[Stored data entries]

★ ★ ★ ★ ★ ★ ★

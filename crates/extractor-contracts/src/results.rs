use std::path::Path;

use anyhow::{bail, Context, Result};
use indexmap::IndexMap;
use serde::{Deserialize, Serialize};

/// Where a synthesized image can be fetched from.
///
/// `InlinePayload` holds a self-describing `data:` URI; `Url` a hosted
/// location. Both serialize as the plain string so result files stay readable.
#[derive(Debug, Clone, PartialEq, Eq, Serialize, Deserialize)]
#[serde(into = "String", try_from = "String")]
pub enum GeneratedImageReference {
    Url(String),
    InlinePayload(String),
}

impl GeneratedImageReference {
    pub fn parse(raw: &str) -> Result<Self> {
        let trimmed = raw.trim();
        if trimmed.is_empty() {
            bail!("empty image reference");
        }
        if trimmed.starts_with("data:") {
            return Ok(Self::InlinePayload(trimmed.to_string()));
        }
        Ok(Self::Url(trimmed.to_string()))
    }

    pub fn as_str(&self) -> &str {
        match self {
            Self::Url(url) => url,
            Self::InlinePayload(data_uri) => data_uri,
        }
    }

    pub fn kind(&self) -> &'static str {
        match self {
            Self::Url(_) => "url",
            Self::InlinePayload(_) => "inline",
        }
    }
}

impl From<GeneratedImageReference> for String {
    fn from(reference: GeneratedImageReference) -> Self {
        match reference {
            GeneratedImageReference::Url(url) => url,
            GeneratedImageReference::InlinePayload(data_uri) => data_uri,
        }
    }
}

impl TryFrom<String> for GeneratedImageReference {
    type Error = anyhow::Error;

    fn try_from(raw: String) -> Result<Self> {
        Self::parse(&raw)
    }
}

/// Composite key -> generated image. Later inserts under an existing key
/// replace the value in place.
#[derive(Debug, Clone, PartialEq, Eq, Default, Serialize, Deserialize)]
#[serde(transparent)]
pub struct ResultCollection {
    entries: IndexMap<String, GeneratedImageReference>,
}

impl ResultCollection {
    pub fn new() -> Self {
        Self::default()
    }

    /// Returns the reference that was replaced, if the key was already taken.
    pub fn insert(
        &mut self,
        key: impl Into<String>,
        reference: GeneratedImageReference,
    ) -> Option<GeneratedImageReference> {
        self.entries.insert(key.into(), reference)
    }

    pub fn get(&self, key: &str) -> Option<&GeneratedImageReference> {
        self.entries.get(key)
    }

    pub fn contains_key(&self, key: &str) -> bool {
        self.entries.contains_key(key)
    }

    pub fn len(&self) -> usize {
        self.entries.len()
    }

    pub fn is_empty(&self) -> bool {
        self.entries.is_empty()
    }

    pub fn keys(&self) -> impl Iterator<Item = &str> {
        self.entries.keys().map(String::as_str)
    }

    pub fn iter(&self) -> impl Iterator<Item = (&str, &GeneratedImageReference)> {
        self.entries
            .iter()
            .map(|(key, reference)| (key.as_str(), reference))
    }

    /// Drops every entry. Only a caller starting a fresh pass should do this.
    pub fn reset(&mut self) {
        self.entries.clear();
    }

    pub fn load(path: &Path) -> Result<Self> {
        if !path.exists() {
            return Ok(Self::new());
        }
        let raw = std::fs::read_to_string(path)
            .with_context(|| format!("failed reading {}", path.display()))?;
        serde_json::from_str(&raw).with_context(|| format!("invalid results file {}", path.display()))
    }

    pub fn save(&self, path: &Path) -> Result<()> {
        if let Some(parent) = path.parent() {
            std::fs::create_dir_all(parent)?;
        }
        std::fs::write(path, serde_json::to_string_pretty(self)?)
            .with_context(|| format!("failed writing {}", path.display()))?;
        Ok(())
    }
}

★ ★ ★ ★ ★ ★ ★

### Assignment
All that is wanted is the stretch of lines above from the one containing "an existing key" through the one containing "was already taken.", duplicated exactly.

### Expected output
/// Composite key -> generated image. Later inserts under an existing key
/// replace the value in place.
#[derive(Debug, Clone, PartialEq, Eq, Default, Serialize, Deserialize)]
#[serde(transparent)]
pub struct ResultCollection {
    entries: IndexMap<String, GeneratedImageReference>,
}

impl ResultCollection {
    pub fn new() -> Self {
        Self::default()
    }

    /// Returns the reference that was replaced, if the key was already taken.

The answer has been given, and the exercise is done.